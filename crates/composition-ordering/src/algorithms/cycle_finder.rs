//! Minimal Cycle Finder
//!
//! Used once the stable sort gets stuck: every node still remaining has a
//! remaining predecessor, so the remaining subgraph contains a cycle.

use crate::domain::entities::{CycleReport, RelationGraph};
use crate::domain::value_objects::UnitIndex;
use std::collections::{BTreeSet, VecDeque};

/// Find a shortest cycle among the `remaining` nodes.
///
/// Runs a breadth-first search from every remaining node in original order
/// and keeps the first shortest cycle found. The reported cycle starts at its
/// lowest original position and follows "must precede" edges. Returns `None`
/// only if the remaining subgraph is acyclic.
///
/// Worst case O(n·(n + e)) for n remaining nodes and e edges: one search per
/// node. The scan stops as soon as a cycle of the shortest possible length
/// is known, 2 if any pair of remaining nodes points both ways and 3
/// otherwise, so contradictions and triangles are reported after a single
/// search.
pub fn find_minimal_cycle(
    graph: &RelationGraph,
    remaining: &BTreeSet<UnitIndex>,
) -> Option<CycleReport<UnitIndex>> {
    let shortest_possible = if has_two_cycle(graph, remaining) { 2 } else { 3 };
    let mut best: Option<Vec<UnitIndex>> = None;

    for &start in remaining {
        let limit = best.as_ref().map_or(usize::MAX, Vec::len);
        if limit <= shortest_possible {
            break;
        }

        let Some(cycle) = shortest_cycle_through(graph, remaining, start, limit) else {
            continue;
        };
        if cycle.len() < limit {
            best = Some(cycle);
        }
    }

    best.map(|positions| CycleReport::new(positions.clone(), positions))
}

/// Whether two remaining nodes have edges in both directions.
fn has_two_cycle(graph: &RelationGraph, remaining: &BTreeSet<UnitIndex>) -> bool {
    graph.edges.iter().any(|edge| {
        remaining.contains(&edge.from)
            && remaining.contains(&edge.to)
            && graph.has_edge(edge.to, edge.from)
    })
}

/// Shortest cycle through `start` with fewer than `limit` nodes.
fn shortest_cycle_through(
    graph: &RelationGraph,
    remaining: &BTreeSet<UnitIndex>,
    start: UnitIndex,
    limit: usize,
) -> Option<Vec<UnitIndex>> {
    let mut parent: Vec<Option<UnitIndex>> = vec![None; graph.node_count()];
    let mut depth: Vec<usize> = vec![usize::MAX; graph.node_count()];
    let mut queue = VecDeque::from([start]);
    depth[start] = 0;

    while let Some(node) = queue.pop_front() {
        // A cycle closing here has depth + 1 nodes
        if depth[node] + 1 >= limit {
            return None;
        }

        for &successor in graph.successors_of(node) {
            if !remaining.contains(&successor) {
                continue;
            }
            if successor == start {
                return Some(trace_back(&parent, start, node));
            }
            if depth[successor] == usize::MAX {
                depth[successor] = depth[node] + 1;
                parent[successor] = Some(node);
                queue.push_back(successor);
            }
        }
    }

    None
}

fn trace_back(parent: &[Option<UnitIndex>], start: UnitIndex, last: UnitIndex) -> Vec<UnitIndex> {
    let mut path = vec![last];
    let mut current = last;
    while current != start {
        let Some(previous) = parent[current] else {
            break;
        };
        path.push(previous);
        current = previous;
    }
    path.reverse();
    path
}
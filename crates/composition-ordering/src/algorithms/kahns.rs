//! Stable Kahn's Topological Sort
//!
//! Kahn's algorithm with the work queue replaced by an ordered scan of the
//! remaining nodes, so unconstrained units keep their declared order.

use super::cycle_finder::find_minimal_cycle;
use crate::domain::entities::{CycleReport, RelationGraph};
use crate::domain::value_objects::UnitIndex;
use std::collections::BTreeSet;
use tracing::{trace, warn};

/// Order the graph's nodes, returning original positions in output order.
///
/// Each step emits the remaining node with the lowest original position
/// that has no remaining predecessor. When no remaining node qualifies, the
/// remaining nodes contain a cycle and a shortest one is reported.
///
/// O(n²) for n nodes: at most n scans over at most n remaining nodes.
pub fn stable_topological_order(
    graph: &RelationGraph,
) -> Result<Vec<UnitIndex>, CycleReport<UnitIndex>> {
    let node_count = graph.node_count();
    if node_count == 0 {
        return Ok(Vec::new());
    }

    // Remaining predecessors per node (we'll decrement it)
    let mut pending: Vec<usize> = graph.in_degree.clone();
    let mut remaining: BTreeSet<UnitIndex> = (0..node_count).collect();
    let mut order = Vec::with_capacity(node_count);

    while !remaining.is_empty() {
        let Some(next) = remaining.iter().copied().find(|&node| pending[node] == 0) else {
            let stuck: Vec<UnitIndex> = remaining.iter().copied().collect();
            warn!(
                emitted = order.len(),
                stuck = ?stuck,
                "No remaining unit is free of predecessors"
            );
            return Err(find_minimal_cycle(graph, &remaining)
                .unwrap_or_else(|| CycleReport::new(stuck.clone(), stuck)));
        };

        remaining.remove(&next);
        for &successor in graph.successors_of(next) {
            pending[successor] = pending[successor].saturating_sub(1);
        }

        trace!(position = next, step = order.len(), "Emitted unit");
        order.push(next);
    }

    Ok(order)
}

* * * * * * *

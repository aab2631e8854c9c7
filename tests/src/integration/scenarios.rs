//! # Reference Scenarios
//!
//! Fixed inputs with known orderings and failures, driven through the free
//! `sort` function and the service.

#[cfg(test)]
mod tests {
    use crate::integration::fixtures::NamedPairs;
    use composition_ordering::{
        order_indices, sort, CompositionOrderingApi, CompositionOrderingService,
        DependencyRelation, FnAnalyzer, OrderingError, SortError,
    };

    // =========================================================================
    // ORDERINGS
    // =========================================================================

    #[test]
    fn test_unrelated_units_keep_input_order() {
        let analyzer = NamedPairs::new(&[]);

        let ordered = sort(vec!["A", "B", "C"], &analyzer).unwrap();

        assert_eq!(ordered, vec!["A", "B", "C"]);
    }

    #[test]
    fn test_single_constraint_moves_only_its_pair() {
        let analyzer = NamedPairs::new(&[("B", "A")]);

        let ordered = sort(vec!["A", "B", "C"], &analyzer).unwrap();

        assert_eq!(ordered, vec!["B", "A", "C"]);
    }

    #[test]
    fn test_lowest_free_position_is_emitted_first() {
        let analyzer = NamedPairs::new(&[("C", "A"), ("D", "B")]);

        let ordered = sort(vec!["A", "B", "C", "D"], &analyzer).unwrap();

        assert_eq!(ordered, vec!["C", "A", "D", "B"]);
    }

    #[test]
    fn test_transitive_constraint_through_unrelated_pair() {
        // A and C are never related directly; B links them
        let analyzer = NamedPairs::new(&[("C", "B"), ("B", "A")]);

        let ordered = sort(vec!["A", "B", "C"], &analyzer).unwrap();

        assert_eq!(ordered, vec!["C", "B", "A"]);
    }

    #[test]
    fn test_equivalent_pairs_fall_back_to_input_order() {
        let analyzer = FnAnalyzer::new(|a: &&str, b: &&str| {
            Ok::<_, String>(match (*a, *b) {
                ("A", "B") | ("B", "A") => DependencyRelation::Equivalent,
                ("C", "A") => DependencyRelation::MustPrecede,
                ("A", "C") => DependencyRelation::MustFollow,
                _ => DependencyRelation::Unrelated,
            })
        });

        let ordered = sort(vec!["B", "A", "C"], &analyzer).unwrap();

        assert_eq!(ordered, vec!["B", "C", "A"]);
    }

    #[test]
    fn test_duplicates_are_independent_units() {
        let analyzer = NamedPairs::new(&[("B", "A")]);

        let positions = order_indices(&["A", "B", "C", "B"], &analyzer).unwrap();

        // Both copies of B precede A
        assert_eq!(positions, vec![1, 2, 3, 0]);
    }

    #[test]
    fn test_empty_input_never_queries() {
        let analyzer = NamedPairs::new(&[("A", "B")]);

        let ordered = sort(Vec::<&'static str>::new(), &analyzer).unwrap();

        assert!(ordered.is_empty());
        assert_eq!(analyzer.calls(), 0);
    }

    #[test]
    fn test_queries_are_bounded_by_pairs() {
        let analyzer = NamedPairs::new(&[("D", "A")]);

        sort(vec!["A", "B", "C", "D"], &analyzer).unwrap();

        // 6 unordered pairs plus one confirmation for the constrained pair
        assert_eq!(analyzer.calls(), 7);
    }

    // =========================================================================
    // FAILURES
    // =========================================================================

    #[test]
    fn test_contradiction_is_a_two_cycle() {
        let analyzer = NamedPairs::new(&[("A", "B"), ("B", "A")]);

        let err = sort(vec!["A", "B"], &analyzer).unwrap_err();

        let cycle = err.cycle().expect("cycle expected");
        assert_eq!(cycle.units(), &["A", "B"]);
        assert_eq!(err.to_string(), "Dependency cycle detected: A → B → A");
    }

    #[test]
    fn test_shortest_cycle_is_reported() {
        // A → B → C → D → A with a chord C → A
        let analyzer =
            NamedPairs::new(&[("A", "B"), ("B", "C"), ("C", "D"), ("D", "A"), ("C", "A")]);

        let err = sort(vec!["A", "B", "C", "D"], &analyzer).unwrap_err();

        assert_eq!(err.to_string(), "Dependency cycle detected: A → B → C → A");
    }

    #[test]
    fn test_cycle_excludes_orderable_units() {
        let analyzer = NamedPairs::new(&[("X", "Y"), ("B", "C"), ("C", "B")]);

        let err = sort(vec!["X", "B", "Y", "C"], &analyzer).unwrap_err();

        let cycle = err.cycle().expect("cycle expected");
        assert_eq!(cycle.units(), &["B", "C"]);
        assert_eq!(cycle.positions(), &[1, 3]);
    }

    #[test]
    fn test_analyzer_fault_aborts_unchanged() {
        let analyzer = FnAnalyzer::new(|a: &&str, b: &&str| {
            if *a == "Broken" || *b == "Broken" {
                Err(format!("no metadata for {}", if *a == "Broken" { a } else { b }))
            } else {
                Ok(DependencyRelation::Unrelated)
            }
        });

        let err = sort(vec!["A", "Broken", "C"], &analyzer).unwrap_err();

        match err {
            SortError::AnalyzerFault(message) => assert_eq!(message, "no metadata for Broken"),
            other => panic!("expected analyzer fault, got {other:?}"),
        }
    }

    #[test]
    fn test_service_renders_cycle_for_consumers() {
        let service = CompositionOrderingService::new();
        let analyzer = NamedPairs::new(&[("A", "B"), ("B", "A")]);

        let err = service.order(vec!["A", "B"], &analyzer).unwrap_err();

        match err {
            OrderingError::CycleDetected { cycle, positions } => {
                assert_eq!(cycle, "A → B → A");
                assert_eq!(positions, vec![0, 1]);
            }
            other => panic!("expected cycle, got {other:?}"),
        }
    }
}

* * * * * * *

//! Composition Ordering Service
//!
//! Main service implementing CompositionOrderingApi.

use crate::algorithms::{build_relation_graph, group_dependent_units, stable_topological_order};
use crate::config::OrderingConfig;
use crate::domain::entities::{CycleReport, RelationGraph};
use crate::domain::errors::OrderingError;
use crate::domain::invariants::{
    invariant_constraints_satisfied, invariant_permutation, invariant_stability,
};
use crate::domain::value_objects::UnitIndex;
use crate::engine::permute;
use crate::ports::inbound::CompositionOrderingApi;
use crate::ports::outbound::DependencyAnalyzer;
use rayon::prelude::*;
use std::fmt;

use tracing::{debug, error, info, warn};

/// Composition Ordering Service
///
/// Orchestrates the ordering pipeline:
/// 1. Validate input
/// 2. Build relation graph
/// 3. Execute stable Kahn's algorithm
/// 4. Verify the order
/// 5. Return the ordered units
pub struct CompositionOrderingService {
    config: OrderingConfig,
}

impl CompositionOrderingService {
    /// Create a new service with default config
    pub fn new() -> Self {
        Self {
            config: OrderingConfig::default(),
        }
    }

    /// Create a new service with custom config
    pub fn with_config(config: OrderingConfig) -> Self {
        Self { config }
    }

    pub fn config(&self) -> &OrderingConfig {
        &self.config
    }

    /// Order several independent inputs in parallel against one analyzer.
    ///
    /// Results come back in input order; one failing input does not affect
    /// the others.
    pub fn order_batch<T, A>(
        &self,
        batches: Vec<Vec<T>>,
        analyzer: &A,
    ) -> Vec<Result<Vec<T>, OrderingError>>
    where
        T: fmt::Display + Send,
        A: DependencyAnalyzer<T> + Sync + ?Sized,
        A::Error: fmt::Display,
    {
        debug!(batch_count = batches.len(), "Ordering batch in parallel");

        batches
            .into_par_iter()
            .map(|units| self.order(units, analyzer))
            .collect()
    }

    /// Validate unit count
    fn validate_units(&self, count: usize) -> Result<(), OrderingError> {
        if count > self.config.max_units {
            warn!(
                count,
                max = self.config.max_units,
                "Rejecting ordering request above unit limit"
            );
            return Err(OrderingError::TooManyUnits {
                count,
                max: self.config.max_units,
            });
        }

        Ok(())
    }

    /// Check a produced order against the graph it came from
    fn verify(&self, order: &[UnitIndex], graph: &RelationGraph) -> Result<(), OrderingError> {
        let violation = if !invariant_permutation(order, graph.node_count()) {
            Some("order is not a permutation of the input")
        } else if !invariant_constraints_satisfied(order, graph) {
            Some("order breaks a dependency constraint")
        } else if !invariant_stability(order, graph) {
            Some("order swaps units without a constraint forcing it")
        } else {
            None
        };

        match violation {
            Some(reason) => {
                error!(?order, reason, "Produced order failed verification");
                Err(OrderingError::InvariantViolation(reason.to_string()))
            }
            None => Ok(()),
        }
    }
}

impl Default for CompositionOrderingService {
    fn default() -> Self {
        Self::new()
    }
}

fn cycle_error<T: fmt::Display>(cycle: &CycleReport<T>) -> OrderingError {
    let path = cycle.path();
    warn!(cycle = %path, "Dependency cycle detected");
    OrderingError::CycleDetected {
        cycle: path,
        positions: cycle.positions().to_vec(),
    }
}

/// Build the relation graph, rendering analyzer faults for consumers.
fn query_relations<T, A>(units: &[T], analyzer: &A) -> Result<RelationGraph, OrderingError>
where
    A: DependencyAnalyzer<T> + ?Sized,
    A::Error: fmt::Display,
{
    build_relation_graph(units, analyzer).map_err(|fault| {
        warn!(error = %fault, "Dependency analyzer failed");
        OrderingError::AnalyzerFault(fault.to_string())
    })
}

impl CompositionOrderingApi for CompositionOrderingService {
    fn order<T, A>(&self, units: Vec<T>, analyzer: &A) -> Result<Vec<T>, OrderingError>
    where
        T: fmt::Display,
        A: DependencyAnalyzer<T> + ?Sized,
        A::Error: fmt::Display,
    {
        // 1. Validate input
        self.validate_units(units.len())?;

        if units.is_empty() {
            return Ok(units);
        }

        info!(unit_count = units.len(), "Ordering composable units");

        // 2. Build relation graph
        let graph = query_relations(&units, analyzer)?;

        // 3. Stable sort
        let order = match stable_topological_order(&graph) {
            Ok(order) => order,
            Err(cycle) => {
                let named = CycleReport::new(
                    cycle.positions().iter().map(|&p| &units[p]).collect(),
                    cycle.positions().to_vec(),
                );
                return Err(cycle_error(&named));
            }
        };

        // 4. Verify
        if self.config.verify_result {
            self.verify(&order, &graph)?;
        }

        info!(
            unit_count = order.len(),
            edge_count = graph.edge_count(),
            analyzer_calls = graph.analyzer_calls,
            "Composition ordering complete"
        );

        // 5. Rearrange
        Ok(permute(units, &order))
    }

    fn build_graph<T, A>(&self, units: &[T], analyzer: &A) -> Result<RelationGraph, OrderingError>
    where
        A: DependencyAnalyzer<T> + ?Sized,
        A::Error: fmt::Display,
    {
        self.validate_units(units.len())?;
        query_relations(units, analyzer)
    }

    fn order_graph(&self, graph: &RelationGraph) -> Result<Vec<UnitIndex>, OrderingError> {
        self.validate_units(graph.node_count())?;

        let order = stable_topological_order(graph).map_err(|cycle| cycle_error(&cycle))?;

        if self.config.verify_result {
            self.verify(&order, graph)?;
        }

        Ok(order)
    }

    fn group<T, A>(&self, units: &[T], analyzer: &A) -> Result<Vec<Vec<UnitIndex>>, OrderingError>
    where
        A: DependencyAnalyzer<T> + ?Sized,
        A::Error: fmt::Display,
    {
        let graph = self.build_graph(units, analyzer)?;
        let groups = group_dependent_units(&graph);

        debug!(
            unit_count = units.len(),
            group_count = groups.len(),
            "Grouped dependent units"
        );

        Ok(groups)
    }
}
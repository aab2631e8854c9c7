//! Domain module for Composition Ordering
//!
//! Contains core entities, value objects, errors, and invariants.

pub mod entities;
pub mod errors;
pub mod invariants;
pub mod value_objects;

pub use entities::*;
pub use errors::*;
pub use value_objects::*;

* * * * * * *

All lines above with "subgraph" in them should be returned.

//! remaining predecessor, so the remaining subgraph contains a cycle.
/// only if the remaining subgraph is acyclic.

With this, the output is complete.